Source data
══════════════════════════════

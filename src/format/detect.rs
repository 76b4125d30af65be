//! Slide format detection.
//!
//! - **Aperio SVS**: the first ImageDescription contains "Aperio"
//! - **Generic pyramidal TIFF**: any other tiled TIFF

use super::tiff::{ByteOrder, TIFF_HEADER_SIZE};

/// Detected slide format.
#[derive(Debug, Clone, Copy, PartialEq, Eq)]
pub enum SlideFormat {
    /// Aperio SVS (abbreviated JPEG tiles with shared JPEGTables)
    AperioSvs,

    GenericTiff,
}

impl SlideFormat {
    pub const fn name(&self) -> &'static str {
        match self {
            SlideFormat::AperioSvs => "Aperio SVS",
            SlideFormat::GenericTiff => "Generic Pyramidal TIFF",
        }
    }

    /// Vendor string reported in slide properties.
    pub const fn vendor(&self) -> &'static str {
        match self {
            SlideFormat::AperioSvs => "aperio",
            SlideFormat::GenericTiff => "generic-tiff",
        }
    }
}

const APERIO_MARKER: &str = "Aperio";

/// Classify a TIFF by the ImageDescription of its first IFD.
pub fn detect_format(description: Option<&str>) -> SlideFormat {
    match description {
        Some(desc) if desc.contains(APERIO_MARKER) => SlideFormat::AperioSvs,
        _ => SlideFormat::GenericTiff,
    }
}

/// Quick check for a TIFF or BigTIFF signature.
pub fn is_tiff_header(bytes: &[u8]) -> bool {
    if bytes.len() < TIFF_HEADER_SIZE {
        return false;
    }

    let byte_order = match &bytes[..2] {
        b"II" => ByteOrder::LittleEndian,
        b"MM" => ByteOrder::BigEndian,
        _ => return false,
    };

    matches!(byte_order.read_u16(&bytes[2..4]), 42 | 43)
}
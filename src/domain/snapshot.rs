// Dashboard snapshot - the aggregate root assembled once per aggregation
use super::analytics::{AnalyticsReport, AnalyticsWindow};
use super::billing::{SubscriptionState, Transaction};
use super::catalog::ProductSummary;

/// How many catalog entries the snapshot keeps, in catalog order.
pub const RECENT_PRODUCT_LIMIT: usize = 5;
/// How many purchases the snapshot keeps, in history order.
pub const RECENT_TRANSACTION_LIMIT: usize = 3;

/// Fully-resolved dashboard data for one aggregation call.
/// Built once, never mutated, discarded after presentation.
#[derive(Debug, Clone, PartialEq)]
pub struct DashboardSnapshot {
    pub product_count: usize,
    pub recent_products: Vec<ProductSummary>,
    pub analytics: AnalyticsReport,
    pub subscription: SubscriptionState,
    pub recent_transactions: Vec<Transaction>,
}

impl DashboardSnapshot {
    /// Assemble the snapshot from normalized sub-responses.
    /// `product_count` reflects the full catalog; the recent lists are
    /// prefixes of the order the backends returned.
    pub fn assemble(
        catalog: Vec<ProductSummary>,
        window: AnalyticsWindow,
        subscription: SubscriptionState,
        transactions: Vec<Transaction>,
    ) -> Self {
        let product_count = catalog.len();
        let mut recent_products = catalog;
        recent_products.truncate(RECENT_PRODUCT_LIMIT);
        let mut recent_transactions = transactions;
        recent_transactions.truncate(RECENT_TRANSACTION_LIMIT);

        Self {
            product_count,
            recent_products,
            analytics: AnalyticsReport::new(window),
            subscription,
            recent_transactions,
        }
    }
}
// Image URL resolution for catalog references

/// Resolve a catalog image reference for display. Absolute URLs and
/// local blob references pass through unchanged; relative references
/// resolve under the API's `/api/` prefix.
pub fn resolve_image_url(api_base: &str, url: &str) -> String {
    if url.starts_with("http") || url.starts_with("blob:") {
        return url.to_string();
    }
    let path = url.strip_prefix('/').unwrap_or(url);
    format!("{}/api/{}", api_base.trim_end_matches('/'), path)
}
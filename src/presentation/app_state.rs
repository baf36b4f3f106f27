// Application state for HTTP handlers
use crate::application::dashboard_service::DashboardService;

#[derive(Clone)]
pub struct AppState {
    pub dashboard_service: DashboardService,
    pub api_base: String,
}
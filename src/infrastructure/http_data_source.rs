// HTTP data source implementation backed by the product API
use crate::application::data_source::{
    Credential, DashboardDataSource, DataRequest, FetchError,
};
use async_trait::async_trait;
use reqwest::StatusCode;
use serde_json::Value;

#[derive(Debug, Clone)]
pub struct HttpDataSource {
    base_url: String,
    client: reqwest::Client,
}

impl HttpDataSource {
    pub fn new(base_url: String) -> Self {
        Self {
            base_url: base_url.trim_end_matches('/').to_string(),
            client: reqwest::Client::new(),
        }
    }

    fn request_url(&self, request: &DataRequest) -> String {
        match request {
            DataRequest::ListProducts => format!("{}/api/products", self.base_url),
            DataRequest::AnalyticsSummary {
                start,
                end,
                granularity,
            } => format!(
                "{}/api/analytics/summary?start_date={}&end_date={}&period={}",
                self.base_url,
                urlencoding::encode(&start.to_string()),
                urlencoding::encode(&end.to_string()),
                granularity.as_str(),
            ),
            DataRequest::CreditBalance => format!("{}/api/credits", self.base_url),
            DataRequest::UsageAnalytics { period } => format!(
                "{}/api/usage/analytics?period={}",
                self.base_url,
                period.as_str()
            ),
            DataRequest::RecentPurchases { limit } => format!(
                "{}/api/credit-purchases?limit={}",
                self.base_url, limit
            ),
        }
    }
}

#[async_trait]
impl DashboardDataSource for HttpDataSource {
    async fn fetch(
        &self,
        credential: &Credential,
        request: &DataRequest,
    ) -> Result<Value, FetchError> {
        let url = self.request_url(request);
        tracing::debug!("fetching {}", url);

        let mut http_request = self
            .client
            .get(&url)
            .header("Accept", "application/json");
        if request.requires_auth() {
            http_request = http_request
                .header("Authorization", format!("Bearer {}", credential.as_str()));
        }

        let response = http_request
            .send()
            .await
            .map_err(|error| FetchError::Network(error.to_string()))?;

        let status = response.status();
        if status == StatusCode::UNAUTHORIZED || status == StatusCode::FORBIDDEN {
            return Err(FetchError::Unauthorized);
        }
        if status == StatusCode::NOT_FOUND {
            return Err(FetchError::NotFound);
        }
        if !status.is_success() {
            let body = response.text().await.unwrap_or_default();
            return Err(FetchError::Network(format!(
                "unexpected status {}: {}",
                status, body
            )));
        }

        response
            .json::<Value>()
            .await
            .map_err(|error| FetchError::Malformed(error.to_string()))
    }
}
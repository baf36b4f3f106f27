// Infrastructure layer - External dependencies and adapters
pub mod config;
pub mod http_data_source;
pub mod image_url;
pub mod json_mapper;
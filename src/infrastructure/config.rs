use serde::Deserialize;

#[derive(Debug, Deserialize, Clone)]
pub struct ApiConfig {
    pub api: ApiSettings,
}

#[derive(Debug, Deserialize, Clone)]
pub struct ApiSettings {
    pub base_url: String,
}

pub fn load_api_config() -> anyhow::Result<ApiConfig> {
    let settings = config::Config::builder()
        .add_source(config::File::with_name("config/api"))
        .build()?;

    Ok(settings.try_deserialize()?)
}
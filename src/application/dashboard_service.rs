// Dashboard service - Use case for building the dashboard snapshot
use crate::application::data_source::{
    Credential, DashboardDataSource, DataRequest, Endpoint, FetchError, Granularity,
};
use crate::application::normalize;
use crate::domain::snapshot::{DashboardSnapshot, RECENT_TRANSACTION_LIMIT};
use chrono::{DateTime, Duration, Utc};
use serde_json::Value;
use std::sync::Arc;
use thiserror::Error;

/// Days of history the reporting window covers.
const WINDOW_DAYS: i64 = 30;

/// A failed aggregation, naming the sub-request that caused it.
#[derive(Debug, Clone, Error)]
#[error("{endpoint} request failed: {source}")]
pub struct AggregationError {
    pub endpoint: Endpoint,
    #[source]
    pub source: FetchError,
}

impl AggregationError {
    fn new(endpoint: Endpoint, source: FetchError) -> Self {
        Self { endpoint, source }
    }
}

#[derive(Clone)]
pub struct DashboardService {
    data_source: Arc<dyn DashboardDataSource>,
}

impl DashboardService {
    pub fn new(data_source: Arc<dyn DashboardDataSource>) -> Self {
        Self { data_source }
    }

    /// Build one snapshot for the 30 days ending at `as_of`. The five
    /// sub-requests fan out concurrently and the snapshot is assembled
    /// only once all of them have succeeded; the first failure aborts
    /// the aggregation. Each call is independent and safe to retry.
    pub async fn get_dashboard(
        &self,
        credential: &Credential,
        as_of: DateTime<Utc>,
    ) -> Result<DashboardSnapshot, AggregationError> {
        let end = as_of.date_naive();
        let start = (as_of - Duration::days(WINDOW_DAYS)).date_naive();

        let (products, analytics, credits, usage, purchases) = futures::try_join!(
            self.fetch(credential, DataRequest::ListProducts),
            self.fetch(
                credential,
                DataRequest::AnalyticsSummary {
                    start,
                    end,
                    granularity: Granularity::Daily,
                }
            ),
            self.fetch(credential, DataRequest::CreditBalance),
            self.fetch(
                credential,
                DataRequest::UsageAnalytics {
                    period: Granularity::Monthly,
                }
            ),
            self.fetch(
                credential,
                DataRequest::RecentPurchases {
                    limit: RECENT_TRANSACTION_LIMIT,
                }
            ),
        )?;

        let catalog = normalize::products(&products)
            .map_err(|error| AggregationError::new(Endpoint::Products, error))?;
        let window = normalize::analytics_summary(&analytics)
            .map_err(|error| AggregationError::new(Endpoint::Analytics, error))?;
        let balance = normalize::credit_balance(&credits)
            .map_err(|error| AggregationError::new(Endpoint::Credits, error))?;
        let subscription = normalize::usage_analytics(&usage, balance)
            .map_err(|error| AggregationError::new(Endpoint::Usage, error))?;
        let history = normalize::transactions(&purchases)
            .map_err(|error| AggregationError::new(Endpoint::Purchases, error))?;

        Ok(DashboardSnapshot::assemble(
            catalog,
            window,
            subscription,
            history,
        ))
    }

    async fn fetch(
        &self,
        credential: &Credential,
        request: DataRequest,
    ) -> Result<Value, AggregationError> {
        let endpoint = request.endpoint();
        tracing::debug!("issuing {} sub-request", endpoint);
        self.data_source
            .fetch(credential, &request)
            .await
            .map_err(|error| AggregationError::new(endpoint, error))
    }
}
// Data source trait - the consumed interface for the five backend endpoints
use async_trait::async_trait;
use chrono::NaiveDate;
use serde_json::Value;
use thiserror::Error;

/// Opaque access credential forwarded to the authenticated endpoints.
#[derive(Debug, Clone)]
pub struct Credential(String);

impl Credential {
    pub fn new(token: impl Into<String>) -> Self {
        Self(token.into())
    }

    pub fn as_str(&self) -> &str {
        &self.0
    }
}

/// Reporting granularity a backend endpoint accepts.
#[derive(Debug, Clone, Copy, PartialEq, Eq)]
pub enum Granularity {
    Daily,
    Monthly,
}

impl Granularity {
    pub fn as_str(self) -> &'static str {
        match self {
            Granularity::Daily => "daily",
            Granularity::Monthly => "monthly",
        }
    }
}

/// One of the five independent sub-requests feeding the aggregation.
#[derive(Debug, Clone, PartialEq, Eq)]
pub enum DataRequest {
    ListProducts,
    AnalyticsSummary {
        start: NaiveDate,
        end: NaiveDate,
        granularity: Granularity,
    },
    CreditBalance,
    UsageAnalytics {
        period: Granularity,
    },
    RecentPurchases {
        limit: usize,
    },
}

impl DataRequest {
    pub fn endpoint(&self) -> Endpoint {
        match self {
            DataRequest::ListProducts => Endpoint::Products,
            DataRequest::AnalyticsSummary { .. } => Endpoint::Analytics,
            DataRequest::CreditBalance => Endpoint::Credits,
            DataRequest::UsageAnalytics { .. } => Endpoint::Usage,
            DataRequest::RecentPurchases { .. } => Endpoint::Purchases,
        }
    }

    /// The analytics summary endpoint is public; everything else needs
    /// the caller's credential.
    pub fn requires_auth(&self) -> bool {
        !matches!(self, DataRequest::AnalyticsSummary { .. })
    }
}

/// Which backend endpoint a request (or failure) belongs to.
#[derive(Debug, Clone, Copy, PartialEq, Eq)]
pub enum Endpoint {
    Products,
    Analytics,
    Credits,
    Usage,
    Purchases,
}

impl std::fmt::Display for Endpoint {
    fn fmt(&self, f: &mut std::fmt::Formatter<'_>) -> std::fmt::Result {
        let name = match self {
            Endpoint::Products => "product catalog",
            Endpoint::Analytics => "analytics summary",
            Endpoint::Credits => "credit balance",
            Endpoint::Usage => "usage analytics",
            Endpoint::Purchases => "purchase history",
        };
        f.write_str(name)
    }
}

/// Failure kinds a sub-request can surface.
#[derive(Debug, Clone, Error, PartialEq, Eq)]
pub enum FetchError {
    #[error("credential missing or rejected")]
    Unauthorized,
    #[error("resource not found")]
    NotFound,
    #[error("network failure: {0}")]
    Network(String),
    #[error("malformed response: {0}")]
    Malformed(String),
}

/// Fetches one described request as a loosely-typed JSON value.
/// Implementations decide transport; the aggregator treats the five
/// requests as independent and order-insensitive.
#[async_trait]
pub trait DashboardDataSource: Send + Sync {
    async fn fetch(&self, credential: &Credential, request: &DataRequest)
        -> Result<Value, FetchError>;
}
// Subscription and purchase history domain models
use chrono::NaiveDate;

/// Credit balance and spend figures for the current billing period.
#[derive(Debug, Clone, Default, PartialEq)]
pub struct SubscriptionState {
    pub current_credits: f64,
    pub total_credits: f64,
    pub used_this_period: f64,
    pub cost_per_credit: f64,
    pub total_spent: f64,
}

impl SubscriptionState {
    /// Approximate monetary value of the remaining balance.
    pub fn estimated_balance_value(&self) -> f64 {
        self.current_credits * self.cost_per_credit
    }
}

/// One credit purchase from the transaction history.
#[derive(Debug, Clone, PartialEq)]
pub struct Transaction {
    pub id: String,
    pub date: NaiveDate,
    pub amount: f64,
    pub description: String,
}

══════════════════════════════

Task to complete
A single number is the whole answer: report how many lines in the data above include the word "StatusCode".

Response to the task
3